--- WORK TO COMPLETE ---
Find "let json = serde_json::to_value(&entry).unwrap();" in the material below, then copy that line and every subsequent line to the end, exactly.
━━━━━ EXTRACTED INFORMATION ━━━━━
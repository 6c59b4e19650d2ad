//! Cross-session memory
//!
//! A short, newest-first list of conversation summaries shared by every
//! session, so the assistant can mention other recent visitors. The list has
//! its own TTL and never grows past `global_cap` entries.

use crate::config::MemoryConfig;
use crate::error::TwinError;
use crate::memory::facts::FactRecord;
use crate::memory::recall::Recall;
use crate::memory::session_store::fingerprint;
use crate::store::KvBackend;
use crate::Result;
use chrono::{DateTime, Utc};
use serde::{Deserialize, Serialize};
use std::future::Future;
use std::sync::Arc;
use tracing::{debug, info};
use uuid::Uuid;

pub const GLOBAL_KEY: &str = "global-conversations";

#[derive(Debug, Clone, Serialize, Deserialize, PartialEq)]
#[serde(rename_all = "camelCase")]
pub struct GlobalSummaryEntry {
    pub session_id: Uuid,
    pub timestamp: DateTime<Utc>,
    pub summary: String,
    #[serde(default)]
    pub user_info: FactRecord,
    /// `YYYY-MM-DD`
    pub conversation_date: String,
}

impl GlobalSummaryEntry {
    pub fn new(session_id: Uuid, summary: String, user_info: FactRecord) -> Self {
        let timestamp = Utc::now();
        Self {
            session_id,
            timestamp,
            summary,
            user_info,
            conversation_date: timestamp.format("%Y-%m-%d").to_string(),
        }
    }

    /// `Recently talked with Jane Doe (recruiter): ...`
    pub fn render(&self) -> String {
        let who = match (&self.user_info.name, &self.user_info.role) {
            (Some(name), Some(role)) => format!("{} ({})", name, role),
            (Some(name), None) => name.clone(),
            (None, _) => "someone".to_string(),
        };
        format!("Recently talked with {}: {}", who, self.summary)
    }
}

pub struct GlobalMemoryLog {
    backend: Arc<dyn KvBackend>,
    config: MemoryConfig,
}

impl GlobalMemoryLog {
    pub fn new(backend: Arc<dyn KvBackend>, config: MemoryConfig) -> Self {
        Self { backend, config }
    }

    /// Push a summary, refresh the list TTL and trim to the cap.
    pub async fn record(&self, session_id: Uuid, summary: String, facts: FactRecord) -> Recall<()> {
        let entry = GlobalSummaryEntry::new(session_id, summary, facts);
        let result = self.try_record(&entry).await;
        if result.is_ok() {
            info!("Stored global conversation summary for session {}", fingerprint(session_id));
        }
        Recall::from_result("record global summary", result, ())
    }

    /// Rendered lines for the newest entries, excluding one session.
    ///
    /// Fallback: empty.
    pub async fn recent_entries(&self, exclude: Option<Uuid>) -> Recall<Vec<String>> {
        let result = self.fetch(self.config.global_fetch).await.map(|entries| {
            entries
                .into_iter()
                .filter(|entry| Some(entry.session_id) != exclude)
                .map(|entry| entry.render())
                .collect()
        });
        Recall::from_result("load global conversations", result, Vec::new())
    }

    /// Typed entries, newest first. Fallback: empty.
    pub async fn entries(&self, limit: usize) -> Recall<Vec<GlobalSummaryEntry>> {
        let result = self.fetch(limit.min(self.config.global_cap)).await;
        Recall::from_result("list global conversations", result, Vec::new())
    }

    async fn timed<T, F>(&self, operation: &str, fut: F) -> Result<T>
    where
        F: Future<Output = Result<T>>,
    {
        let deadline = self.config.store_timeout;
        match tokio::time::timeout(deadline, fut).await {
            Ok(result) => result,
            Err(_) => Err(TwinError::Timeout(format!(
                "{} exceeded {}ms on {} backend",
                operation,
                deadline.as_millis(),
                self.backend.name()
            ))),
        }
    }

    async fn try_record(&self, entry: &GlobalSummaryEntry) -> Result<()> {
        let value = serde_json::to_string(entry)?;
        self.timed("record global summary", self.push_bounded(value))
            .await
    }

    async fn push_bounded(&self, value: String) -> Result<()> {
        self.backend.list_push_front(GLOBAL_KEY, value).await?;
        self.backend.expire(GLOBAL_KEY, self.config.global_ttl).await?;
        self.backend.list_trim(GLOBAL_KEY, self.config.global_cap).await
    }

    async fn fetch(&self, count: usize) -> Result<Vec<GlobalSummaryEntry>> {
        let raw = self
            .timed("load global conversations", self.backend.list_range(GLOBAL_KEY, count))
            .await?;

        let total = raw.len();
        let entries: Vec<GlobalSummaryEntry> = raw
            .iter()
            .filter_map(|item| serde_json::from_str(item).ok())
            .collect();

        if entries.len() < total {
            debug!("Skipped {} malformed global entries", total - entries.len());
        }
        Ok(entries)
    }
}

#[cfg(test)]
mod tests {
    use super::*;
    use crate::memory::recall::FaultKind;
    use crate::store::testing::FailingBackend;
    use crate::store::InMemoryBackend;

    fn log_with(config: MemoryConfig) -> (GlobalMemoryLog, Arc<InMemoryBackend>) {
        let backend = Arc::new(InMemoryBackend::new());
        (GlobalMemoryLog::new(backend.clone(), config), backend)
    }

    fn named(name: &str, role: Option<&str>) -> FactRecord {
        FactRecord {
            name: Some(name.to_string()),
            role: role.map(str::to_string),
            ..FactRecord::default()
        }
    }

    #[tokio::test]
    async fn test_list_is_bounded_and_newest_first() {
        let (log, _) = log_with(MemoryConfig {
            global_cap: 5,
            global_fetch: 5,
            ..MemoryConfig::default()
        });

        for i in 0..10 {
            log.record(Uuid::new_v4(), format!("summary {}", i), FactRecord::default())
                .await;
        }

        let entries = log.entries(100).await.into_value();
        let summaries: Vec<&str> = entries.iter().map(|e| e.summary.as_str()).collect();
        assert_eq!(
            summaries,
            vec!["summary 9", "summary 8", "summary 7", "summary 6", "summary 5"]
        );
    }

    #[tokio::test]
    async fn test_own_session_excluded() {
        let (log, _) = log_with(MemoryConfig::default());
        let mine = Uuid::new_v4();
        let theirs = Uuid::new_v4();

        log.record(mine, "my chat".to_string(), named("Jane Doe", None)).await;
        log.record(theirs, "their chat".to_string(), named("Sam", Some("recruiter")))
            .await;

        let lines = log.recent_entries(Some(mine)).await.into_value();
        assert_eq!(lines, vec!["Recently talked with Sam (recruiter): their chat".to_string()]);

        let all = log.recent_entries(None).await.into_value();
        assert_eq!(all.len(), 2);
    }

    #[tokio::test]
    async fn test_malformed_entries_skipped() {
        let (log, backend) = log_with(MemoryConfig::default());
        log.record(Uuid::new_v4(), "valid".to_string(), FactRecord::default())
            .await;
        backend
            .list_push_front(GLOBAL_KEY, "{broken".to_string())
            .await
            .unwrap();

        let lines = log.recent_entries(None).await;
        assert!(!lines.is_degraded());
        assert_eq!(
            lines.into_value(),
            vec!["Recently talked with someone: valid".to_string()]
        );
    }

    #[tokio::test]
    async fn test_outage_degrades_to_empty() {
        let log = GlobalMemoryLog::new(Arc::new(FailingBackend), MemoryConfig::default());

        let recorded = log
            .record(Uuid::new_v4(), "x".to_string(), FactRecord::default())
            .await;
        assert_eq!(recorded.fault(), Some(FaultKind::Unavailable));

        let lines = log.recent_entries(None).await;
        assert!(lines.is_degraded());
        assert!(lines.into_value().is_empty());
    }

    #[test]
    fn test_entry_serializes_camel_case() {
        let entry = GlobalSummaryEntry::new(Uuid::new_v4(), "s".to_string(), FactRecord::default());
        let json = serde_json::to_value(&entry).unwrap();
        assert!(json.get("sessionId").is_some());
        assert_eq!(json["conversationDate"].as_str().unwrap().len(), 10);
    }
}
━━━━━
--- SOLVED EXERCISE ---
        let json = serde_json::to_value(&entry).unwrap();
        assert!(json.get("sessionId").is_some());
        assert_eq!(json["conversationDate"].as_str().unwrap().len(), 10);
    }
}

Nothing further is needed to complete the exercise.